Several unofficial versions appeared on various music streaming services at the conclusion of the campaign, before a full leak of the original version was reported by USA Today, and several other music publications, in both May and August 2013.

A full-length visual was released alongside 16 other visuals and 14 songs upon the album's December 13, 2013, release, though no official audio was released.

==Reception==
The song was met with critical acclaim. Men's publication GQ described the song as "sexy" and "classic Queen Bey", with a "perpetually stuck-in-your-head dance beat." Fact favorably compared the recording to Mosley's work on Justin Timberlake's The 20/20 Experience, mentioning the "playful and experimental form" of his instrumentals, described as "two parts moombahton, one part Song of the South." The Los Angeles Times described the song as "an empowering female anthem tailor-made for dance floors and repeat blasting in car stereos." The Michigan Chronicle mentioned the "tribal" influences, and predicted the record was "bound to be the ladies summer anthem..." Notion highlighted the "zestful melody and up-tempo flow... guaranteed to get you grooving in no time." Slate writer Forrest Wickman stated that the song "adheres to four pillars of Beydom": "A syncopated, uptempo beat, stabs of brass or synths to go over it, a chorus of female shout-along voices and a message of female empowerment."

==Music videos==
60 seconds of the song were utilized for "Mirrors": the Pepsi campaign commercial in April 2013, directed by frequent Beyoncé collaborator Jake Nava, whom she had previously worked with on "Crazy in Love", "Baby Boy", and "Single Ladies (Put a Ring on It)", among others. "I had so much fun collaborating on this campaign with Pepsi," Beyoncé stated in a 2013 statement to Billboard. "I got to re-live some of my favorite past characters and looks. It was the first time I saw those costumes in years and it was very emotional. I'm proud of those moments and they all connect in some way and have helped me evolve into who I am today." In the commercial, Beyoncé takes a brief beverage break in the midst of a dance rehearsal in front of several mirrors, when Beyoncé is suddenly surrounded by various iterations of herself performing in past videos.

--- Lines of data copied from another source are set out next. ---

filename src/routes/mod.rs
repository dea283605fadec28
pub mod data_routes;
pub mod info_routes;
pub mod ws_handler;
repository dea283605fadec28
// Format constants for ASTRA res files

/// Magic string opening the file and separating the model and log sections.
pub const SIGNATURE: &str = "^^^^^^^^^^^^^^^^^^^^^^^^^^^^^^^^";
pub const MAX_SIGNATURE_LEN: i32 = 32;

// Header string widths
pub const RD_NAME_LEN: usize = 40;
pub const EQ_NAME_LEN: usize = 40;
pub const VERSION_LEN: usize = 32;
pub const XLINE_LEN: usize = 132;

// Catalog names are stored as char[4], extended grid names as char[6]
pub const OUTPUT_NAME_WIDTH: usize = 4;
pub const GRID_NAME_WIDTH: usize = 6;

pub const NEQNS: usize = 7;
pub const NARRX: usize = 67;

/// Synthetic names preceding the radial catalog stored in the file.
pub const RADIAL_PREFIX: &[&str] = &["#radius", "#x1", "#x2", "#x3", "#x4", "#x5", "#x6"];
/// Synthetic names preceding the time catalog stored in the file.
pub const TIME_PREFIX: &[&str] = &["#time"];

/// Base name for profiles present in frames but missing from the catalog.
pub const PLACEHOLDER_NAME: &str = "#last";

// Profile record: scale(f64) offset(f64) then i16 samples
pub const PROFILE_PREFIX_SIZE: usize = 8 + 8;

// A record of exactly this length where a profile is expected is the next
// frame's slice count.
pub const INT_RECORD_SIZE: i32 = 4;

// Sample conversion: offset + (BIAS + raw) * scale / SPAN
pub const SAMPLE_BIAS: f64 = 32768.0;
pub const SAMPLE_SPAN: f64 = 65535.0;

A full music video was released on December 13, 2013, as a bonus video on the Visual disc of Beyoncé's fifth studio album Beyoncé (2013). Also directed by British director Jake Nava, the video features Beyoncé as a "gum-chewing beauty-queen" reminiscing on her trophy-winning pageant past, using CGI technology to sing the song as younger versions of herself in "VHS-grainy" home video footage. Beyoncé is transported to a "psychedelic" space for the dance breakdown, with multiple cloned Beyoncés dancing alongside close friend Kelly Rowland and mother Tina Knowles.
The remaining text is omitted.